Data under study:
================

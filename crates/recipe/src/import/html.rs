use mealbook_shared::clean_name;
use scraper::{ElementRef, Html, Selector};
use serde::Serialize;
use serde_json::Value;

/// Recipe fields read from a web page, before catalog matching.
#[derive(Debug, Clone, Default, Serialize, PartialEq)]
pub struct ImportedRecipe {
    pub name: String,
    pub description: String,
    pub servings: u32,
    pub instructions: String,
    pub ingredients: Vec<String>,
    pub source_url: Option<String>,
}

fn selector(css: &str) -> mealbook_shared::Result<Selector> {
    Ok(Selector::parse(css).map_err(|e| anyhow::anyhow!("invalid selector '{css}': {e}"))?)
}

/// Plain text of a value that may still carry markup or entities.
fn plain_text(value: &str) -> String {
    let fragment = Html::parse_fragment(value);

    clean_name(&fragment.root_element().text().collect::<Vec<_>>().join(" "))
}

fn element_text(element: ElementRef) -> String {
    clean_name(&element.text().collect::<Vec<_>>().join(" "))
}

/// First integer found in the text, used for `recipeYield` values like "4 servings".
fn first_integer(value: &str) -> Option<u32> {
    let digits = value
        .chars()
        .skip_while(|c| !c.is_ascii_digit())
        .take_while(|c| c.is_ascii_digit())
        .collect::<String>();

    digits.parse().ok()
}

fn servings(value: Option<&Value>) -> u32 {
    let servings = match value {
        Some(Value::Number(n)) => n.as_f64().map(|n| n.round() as u32),
        Some(Value::String(s)) => first_integer(s),
        Some(Value::Array(items)) => items.iter().find_map(|v| match v {
            Value::Number(n) => n.as_f64().map(|n| n.round() as u32),
            Value::String(s) => first_integer(s),
            _ => None,
        }),
        _ => None,
    };

    servings.unwrap_or(1).clamp(1, 100)
}

fn is_recipe(map: &serde_json::Map<String, Value>) -> bool {
    let matches = |t: &str| t == "Recipe" || t.ends_with("/Recipe") || t == "schema:Recipe";

    match map.get("@type") {
        Some(Value::String(t)) => matches(t),
        Some(Value::Array(types)) => types.iter().filter_map(Value::as_str).any(matches),
        _ => false,
    }
}

fn find_recipe(value: &Value) -> Option<&serde_json::Map<String, Value>> {
    match value {
        Value::Array(items) => items.iter().find_map(find_recipe),
        Value::Object(map) if is_recipe(map) => Some(map),
        Value::Object(map) => map.get("@graph").and_then(find_recipe),
        _ => None,
    }
}

fn string_field(map: &serde_json::Map<String, Value>, key: &str) -> String {
    match map.get(key) {
        Some(Value::String(s)) => plain_text(s),
        Some(Value::Array(items)) => items
            .iter()
            .filter_map(Value::as_str)
            .next()
            .map(plain_text)
            .unwrap_or_default(),
        _ => String::new(),
    }
}

fn collect_steps(value: &Value, steps: &mut Vec<String>) {
    match value {
        Value::String(s) => {
            let text = plain_text(s);
            if !text.is_empty() {
                steps.push(text);
            }
        }
        Value::Array(items) => {
            for item in items {
                collect_steps(item, steps);
            }
        }
        Value::Object(map) => {
            if let Some(items) = map.get("itemListElement") {
                collect_steps(items, steps);
            } else if let Some(text) = map.get("text").or_else(|| map.get("name")) {
                collect_steps(text, steps);
            }
        }
        _ => {}
    }
}

fn from_json_ld(map: &serde_json::Map<String, Value>) -> ImportedRecipe {
    let mut steps = vec![];
    if let Some(instructions) = map.get("recipeInstructions") {
        collect_steps(instructions, &mut steps);
    }

    let ingredients = match map.get("recipeIngredient").or_else(|| map.get("ingredients")) {
        Some(Value::Array(items)) => items
            .iter()
            .filter_map(Value::as_str)
            .map(plain_text)
            .filter(|l| !l.is_empty())
            .collect(),
        Some(Value::String(s)) => vec![plain_text(s)],
        _ => vec![],
    };

    let source_url = Some(string_field(map, "url")).filter(|u| !u.is_empty());

    ImportedRecipe {
        name: string_field(map, "name"),
        description: string_field(map, "description"),
        servings: servings(map.get("recipeYield")),
        instructions: steps.join("\n"),
        ingredients,
        source_url,
    }
}

fn json_ld(document: &Html) -> mealbook_shared::Result<Option<ImportedRecipe>> {
    let scripts = selector(r#"script[type="application/ld+json"]"#)?;

    for script in document.select(&scripts) {
        let content = script.text().collect::<String>();
        let value = match serde_json::from_str::<Value>(content.trim()) {
            Ok(value) => value,
            Err(err) => {
                tracing::debug!(error = %err, "skipping invalid json-ld block");
                continue;
            }
        };

        if let Some(recipe) = find_recipe(&value) {
            return Ok(Some(from_json_ld(recipe)));
        }
    }

    Ok(None)
}

fn microdata(document: &Html) -> mealbook_shared::Result<ImportedRecipe> {
    let scope = selector(r#"[itemtype*="schema.org/Recipe"]"#)?;
    let root = document
        .select(&scope)
        .next()
        .unwrap_or_else(|| document.root_element());

    let first = |css: &str| -> mealbook_shared::Result<Option<String>> {
        let sel = selector(css)?;

        Ok(root.select(&sel).next().map(|el| {
            el.value()
                .attr("content")
                .map(plain_text)
                .unwrap_or_else(|| element_text(el))
        }))
    };

    let ingredients_sel = selector(r#"[itemprop="recipeIngredient"], [itemprop="ingredients"]"#)?;
    let ingredients = root
        .select(&ingredients_sel)
        .map(element_text)
        .filter(|l| !l.is_empty())
        .collect();

    let instructions_sel = selector(r#"[itemprop="recipeInstructions"]"#)?;
    let instructions = root
        .select(&instructions_sel)
        .map(element_text)
        .filter(|l| !l.is_empty())
        .collect::<Vec<_>>()
        .join("\n");

    let servings = first(r#"[itemprop="recipeYield"]"#)?
        .and_then(|y| first_integer(&y))
        .unwrap_or(1)
        .clamp(1, 100);

    Ok(ImportedRecipe {
        name: first(r#"[itemprop="name"]"#)?.unwrap_or_default(),
        description: first(r#"[itemprop="description"]"#)?.unwrap_or_default(),
        servings,
        instructions,
        ingredients,
        source_url: None,
    })
}

/// Reads a recipe from an HTML page, preferring schema.org JSON-LD over
/// microdata. Fails when no name or no ingredient line can be found.
pub fn extract(html: &str) -> mealbook_shared::Result<ImportedRecipe> {
    let document = Html::parse_document(html);

    let mut recipe = match json_ld(&document)? {
        Some(recipe) => recipe,
        None => microdata(&document)?,
    };

    if recipe.name.is_empty() {
        for css in ["h1", "title"] {
            let sel = selector(css)?;
            if let Some(el) = document.select(&sel).next() {
                recipe.name = element_text(el);
            }

            if !recipe.name.is_empty() {
                break;
            }
        }
    }

    if recipe.name.is_empty() || recipe.ingredients.is_empty() {
        mealbook_shared::user!("no recipe found in the page");
    }

    Ok(recipe)
}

================

What is being asked: From the first line to the last, return the listing exactly.

Exercise result:
filename crates/recipe/src/import/html.rs
use mealbook_shared::clean_name;
use scraper::{ElementRef, Html, Selector};
use serde::Serialize;
use serde_json::Value;

/// Recipe fields read from a web page, before catalog matching.
#[derive(Debug, Clone, Default, Serialize, PartialEq)]
pub struct ImportedRecipe {
    pub name: String,
    pub description: String,
    pub servings: u32,
    pub instructions: String,
    pub ingredients: Vec<String>,
    pub source_url: Option<String>,
}

fn selector(css: &str) -> mealbook_shared::Result<Selector> {
    Ok(Selector::parse(css).map_err(|e| anyhow::anyhow!("invalid selector '{css}': {e}"))?)
}

/// Plain text of a value that may still carry markup or entities.
fn plain_text(value: &str) -> String {
    let fragment = Html::parse_fragment(value);

    clean_name(&fragment.root_element().text().collect::<Vec<_>>().join(" "))
}

fn element_text(element: ElementRef) -> String {
    clean_name(&element.text().collect::<Vec<_>>().join(" "))
}

/// First integer found in the text, used for `recipeYield` values like "4 servings".
fn first_integer(value: &str) -> Option<u32> {
    let digits = value
        .chars()
        .skip_while(|c| !c.is_ascii_digit())
        .take_while(|c| c.is_ascii_digit())
        .collect::<String>();

    digits.parse().ok()
}

fn servings(value: Option<&Value>) -> u32 {
    let servings = match value {
        Some(Value::Number(n)) => n.as_f64().map(|n| n.round() as u32),
        Some(Value::String(s)) => first_integer(s),
        Some(Value::Array(items)) => items.iter().find_map(|v| match v {
            Value::Number(n) => n.as_f64().map(|n| n.round() as u32),
            Value::String(s) => first_integer(s),
            _ => None,
        }),
        _ => None,
    };

    servings.unwrap_or(1).clamp(1, 100)
}

fn is_recipe(map: &serde_json::Map<String, Value>) -> bool {
    let matches = |t: &str| t == "Recipe" || t.ends_with("/Recipe") || t == "schema:Recipe";

    match map.get("@type") {
        Some(Value::String(t)) => matches(t),
        Some(Value::Array(types)) => types.iter().filter_map(Value::as_str).any(matches),
        _ => false,
    }
}

fn find_recipe(value: &Value) -> Option<&serde_json::Map<String, Value>> {
    match value {
        Value::Array(items) => items.iter().find_map(find_recipe),
        Value::Object(map) if is_recipe(map) => Some(map),
        Value::Object(map) => map.get("@graph").and_then(find_recipe),
        _ => None,
    }
}

fn string_field(map: &serde_json::Map<String, Value>, key: &str) -> String {
    match map.get(key) {
        Some(Value::String(s)) => plain_text(s),
        Some(Value::Array(items)) => items
            .iter()
            .filter_map(Value::as_str)
            .next()
            .map(plain_text)
            .unwrap_or_default(),
        _ => String::new(),
    }
}

fn collect_steps(value: &Value, steps: &mut Vec<String>) {
    match value {
        Value::String(s) => {
            let text = plain_text(s);
            if !text.is_empty() {
                steps.push(text);
            }
        }
        Value::Array(items) => {
            for item in items {
                collect_steps(item, steps);
            }
        }
        Value::Object(map) => {
            if let Some(items) = map.get("itemListElement") {
                collect_steps(items, steps);
            } else if let Some(text) = map.get("text").or_else(|| map.get("name")) {
                collect_steps(text, steps);
            }
        }
        _ => {}
    }
}

fn from_json_ld(map: &serde_json::Map<String, Value>) -> ImportedRecipe {
    let mut steps = vec![];
    if let Some(instructions) = map.get("recipeInstructions") {
        collect_steps(instructions, &mut steps);
    }

    let ingredients = match map.get("recipeIngredient").or_else(|| map.get("ingredients")) {
        Some(Value::Array(items)) => items
            .iter()
            .filter_map(Value::as_str)
            .map(plain_text)
            .filter(|l| !l.is_empty())
            .collect(),
        Some(Value::String(s)) => vec![plain_text(s)],
        _ => vec![],
    };

    let source_url = Some(string_field(map, "url")).filter(|u| !u.is_empty());

    ImportedRecipe {
        name: string_field(map, "name"),
        description: string_field(map, "description"),
        servings: servings(map.get("recipeYield")),
        instructions: steps.join("\n"),
        ingredients,
        source_url,
    }
}

fn json_ld(document: &Html) -> mealbook_shared::Result<Option<ImportedRecipe>> {
    let scripts = selector(r#"script[type="application/ld+json"]"#)?;

    for script in document.select(&scripts) {
        let content = script.text().collect::<String>();
        let value = match serde_json::from_str::<Value>(content.trim()) {
            Ok(value) => value,
            Err(err) => {
                tracing::debug!(error = %err, "skipping invalid json-ld block");
                continue;
            }
        };

        if let Some(recipe) = find_recipe(&value) {
            return Ok(Some(from_json_ld(recipe)));
        }
    }

    Ok(None)
}

fn microdata(document: &Html) -> mealbook_shared::Result<ImportedRecipe> {
    let scope = selector(r#"[itemtype*="schema.org/Recipe"]"#)?;
    let root = document
        .select(&scope)
        .next()
        .unwrap_or_else(|| document.root_element());

    let first = |css: &str| -> mealbook_shared::Result<Option<String>> {
        let sel = selector(css)?;

        Ok(root.select(&sel).next().map(|el| {
            el.value()
                .attr("content")
                .map(plain_text)
                .unwrap_or_else(|| element_text(el))
        }))
    };

    let ingredients_sel = selector(r#"[itemprop="recipeIngredient"], [itemprop="ingredients"]"#)?;
    let ingredients = root
        .select(&ingredients_sel)
        .map(element_text)
        .filter(|l| !l.is_empty())
        .collect();

    let instructions_sel = selector(r#"[itemprop="recipeInstructions"]"#)?;
    let instructions = root
        .select(&instructions_sel)
        .map(element_text)
        .filter(|l| !l.is_empty())
        .collect::<Vec<_>>()
        .join("\n");

    let servings = first(r#"[itemprop="recipeYield"]"#)?
        .and_then(|y| first_integer(&y))
        .unwrap_or(1)
        .clamp(1, 100);

    Ok(ImportedRecipe {
        name: first(r#"[itemprop="name"]"#)?.unwrap_or_default(),
        description: first(r#"[itemprop="description"]"#)?.unwrap_or_default(),
        servings,
        instructions,
        ingredients,
        source_url: None,
    })
}

/// Reads a recipe from an HTML page, preferring schema.org JSON-LD over
/// microdata. Fails when no name or no ingredient line can be found.
pub fn extract(html: &str) -> mealbook_shared::Result<ImportedRecipe> {
    let document = Html::parse_document(html);

    let mut recipe = match json_ld(&document)? {
        Some(recipe) => recipe,
        None => microdata(&document)?,
    };

    if recipe.name.is_empty() {
        for css in ["h1", "title"] {
            let sel = selector(css)?;
            if let Some(el) = document.select(&sel).next() {
                recipe.name = element_text(el);
            }

            if !recipe.name.is_empty() {
                break;
            }
        }
    }

    if recipe.name.is_empty() || recipe.ingredients.is_empty() {
        mealbook_shared::user!("no recipe found in the page");
    }

    Ok(recipe)
}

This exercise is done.